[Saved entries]
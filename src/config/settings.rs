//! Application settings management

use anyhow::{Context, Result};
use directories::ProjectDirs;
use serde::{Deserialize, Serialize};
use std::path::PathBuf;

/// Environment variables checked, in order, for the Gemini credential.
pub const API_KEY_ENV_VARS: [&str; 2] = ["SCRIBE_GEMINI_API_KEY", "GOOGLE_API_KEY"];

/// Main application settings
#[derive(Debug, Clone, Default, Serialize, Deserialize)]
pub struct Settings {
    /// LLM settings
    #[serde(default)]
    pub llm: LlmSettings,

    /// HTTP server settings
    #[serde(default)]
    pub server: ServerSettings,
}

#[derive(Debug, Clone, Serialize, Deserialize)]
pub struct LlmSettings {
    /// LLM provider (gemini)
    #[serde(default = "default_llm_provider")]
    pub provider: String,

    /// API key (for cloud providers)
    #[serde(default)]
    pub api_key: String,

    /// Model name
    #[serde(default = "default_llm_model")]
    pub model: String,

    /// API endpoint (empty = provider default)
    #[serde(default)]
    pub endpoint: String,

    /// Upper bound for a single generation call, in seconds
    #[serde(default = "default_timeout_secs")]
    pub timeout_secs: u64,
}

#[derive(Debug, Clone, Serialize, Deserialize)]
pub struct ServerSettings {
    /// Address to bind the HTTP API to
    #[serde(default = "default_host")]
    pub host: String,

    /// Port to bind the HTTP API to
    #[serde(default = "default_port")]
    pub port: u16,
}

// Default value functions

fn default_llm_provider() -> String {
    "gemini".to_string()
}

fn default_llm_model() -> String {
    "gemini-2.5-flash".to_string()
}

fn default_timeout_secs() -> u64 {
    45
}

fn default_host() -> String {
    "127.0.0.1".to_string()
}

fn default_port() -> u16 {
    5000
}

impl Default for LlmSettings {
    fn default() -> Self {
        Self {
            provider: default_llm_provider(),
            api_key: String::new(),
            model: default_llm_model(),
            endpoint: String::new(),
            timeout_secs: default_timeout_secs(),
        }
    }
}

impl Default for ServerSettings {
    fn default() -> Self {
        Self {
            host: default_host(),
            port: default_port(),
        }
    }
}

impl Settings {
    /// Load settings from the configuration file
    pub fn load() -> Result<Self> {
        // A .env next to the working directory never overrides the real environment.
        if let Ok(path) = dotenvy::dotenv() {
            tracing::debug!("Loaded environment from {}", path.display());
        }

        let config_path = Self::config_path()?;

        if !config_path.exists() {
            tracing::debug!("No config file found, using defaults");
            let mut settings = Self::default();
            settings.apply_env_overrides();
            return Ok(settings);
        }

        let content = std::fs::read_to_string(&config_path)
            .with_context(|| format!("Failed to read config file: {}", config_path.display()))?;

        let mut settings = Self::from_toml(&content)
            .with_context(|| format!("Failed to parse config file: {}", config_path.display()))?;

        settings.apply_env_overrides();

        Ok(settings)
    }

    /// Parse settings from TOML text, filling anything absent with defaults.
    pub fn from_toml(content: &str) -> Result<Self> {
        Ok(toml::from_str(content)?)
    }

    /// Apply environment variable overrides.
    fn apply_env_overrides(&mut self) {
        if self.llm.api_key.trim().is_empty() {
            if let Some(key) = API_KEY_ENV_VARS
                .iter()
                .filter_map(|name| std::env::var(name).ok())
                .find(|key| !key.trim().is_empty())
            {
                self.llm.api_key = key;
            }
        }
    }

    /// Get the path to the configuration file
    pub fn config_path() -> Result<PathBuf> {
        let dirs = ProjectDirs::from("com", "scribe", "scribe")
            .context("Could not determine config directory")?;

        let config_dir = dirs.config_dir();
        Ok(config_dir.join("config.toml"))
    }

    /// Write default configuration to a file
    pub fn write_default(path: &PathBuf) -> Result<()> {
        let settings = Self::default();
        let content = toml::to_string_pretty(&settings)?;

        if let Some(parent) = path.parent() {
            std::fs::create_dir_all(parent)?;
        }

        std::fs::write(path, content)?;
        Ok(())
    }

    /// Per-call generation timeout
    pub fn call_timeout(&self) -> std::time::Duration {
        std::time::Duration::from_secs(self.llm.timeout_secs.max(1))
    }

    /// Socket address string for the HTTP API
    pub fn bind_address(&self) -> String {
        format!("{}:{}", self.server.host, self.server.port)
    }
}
--
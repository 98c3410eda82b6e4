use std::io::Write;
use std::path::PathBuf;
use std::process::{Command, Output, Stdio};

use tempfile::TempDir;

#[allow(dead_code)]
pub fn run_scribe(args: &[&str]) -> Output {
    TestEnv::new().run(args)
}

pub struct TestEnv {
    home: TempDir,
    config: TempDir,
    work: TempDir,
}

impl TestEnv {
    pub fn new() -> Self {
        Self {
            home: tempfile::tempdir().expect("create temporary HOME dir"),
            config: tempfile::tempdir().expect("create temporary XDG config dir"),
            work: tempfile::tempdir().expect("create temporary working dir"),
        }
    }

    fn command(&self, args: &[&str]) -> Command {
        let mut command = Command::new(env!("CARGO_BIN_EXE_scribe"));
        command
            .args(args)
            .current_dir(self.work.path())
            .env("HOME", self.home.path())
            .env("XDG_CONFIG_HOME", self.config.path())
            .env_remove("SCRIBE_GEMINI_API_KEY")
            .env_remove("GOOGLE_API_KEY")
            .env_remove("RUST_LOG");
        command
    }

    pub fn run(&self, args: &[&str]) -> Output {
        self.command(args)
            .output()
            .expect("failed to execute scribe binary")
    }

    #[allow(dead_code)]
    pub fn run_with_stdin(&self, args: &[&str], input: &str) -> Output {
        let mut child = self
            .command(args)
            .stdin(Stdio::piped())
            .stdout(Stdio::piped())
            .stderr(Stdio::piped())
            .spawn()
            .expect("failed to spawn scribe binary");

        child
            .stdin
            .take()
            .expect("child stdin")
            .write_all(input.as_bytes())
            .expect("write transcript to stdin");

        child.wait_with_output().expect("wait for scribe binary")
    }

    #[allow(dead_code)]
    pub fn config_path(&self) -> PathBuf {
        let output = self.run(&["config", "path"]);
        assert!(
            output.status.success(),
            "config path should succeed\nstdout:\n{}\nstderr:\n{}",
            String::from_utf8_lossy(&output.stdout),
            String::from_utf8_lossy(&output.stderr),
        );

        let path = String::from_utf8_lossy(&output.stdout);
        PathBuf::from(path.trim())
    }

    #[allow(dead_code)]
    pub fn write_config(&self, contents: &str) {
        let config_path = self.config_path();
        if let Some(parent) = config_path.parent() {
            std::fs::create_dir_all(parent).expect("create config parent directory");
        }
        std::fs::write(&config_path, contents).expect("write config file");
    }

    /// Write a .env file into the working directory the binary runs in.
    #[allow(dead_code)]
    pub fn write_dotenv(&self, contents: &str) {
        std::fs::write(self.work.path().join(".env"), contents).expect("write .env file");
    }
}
* * *
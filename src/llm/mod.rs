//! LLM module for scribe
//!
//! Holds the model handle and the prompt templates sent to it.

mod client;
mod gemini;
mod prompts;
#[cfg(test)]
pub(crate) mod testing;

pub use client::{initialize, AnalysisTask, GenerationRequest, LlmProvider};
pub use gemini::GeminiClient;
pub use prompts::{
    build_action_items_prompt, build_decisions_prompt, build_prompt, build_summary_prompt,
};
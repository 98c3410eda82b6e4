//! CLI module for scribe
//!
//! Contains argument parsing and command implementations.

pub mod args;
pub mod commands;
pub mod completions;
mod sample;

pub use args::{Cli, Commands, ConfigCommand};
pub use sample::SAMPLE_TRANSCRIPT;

**Work request:**
Where the word "LlmSettings" appears in a line of the entries, copy that line.

**Solution:**
    pub llm: LlmSettings,
pub struct LlmSettings {
impl Default for LlmSettings {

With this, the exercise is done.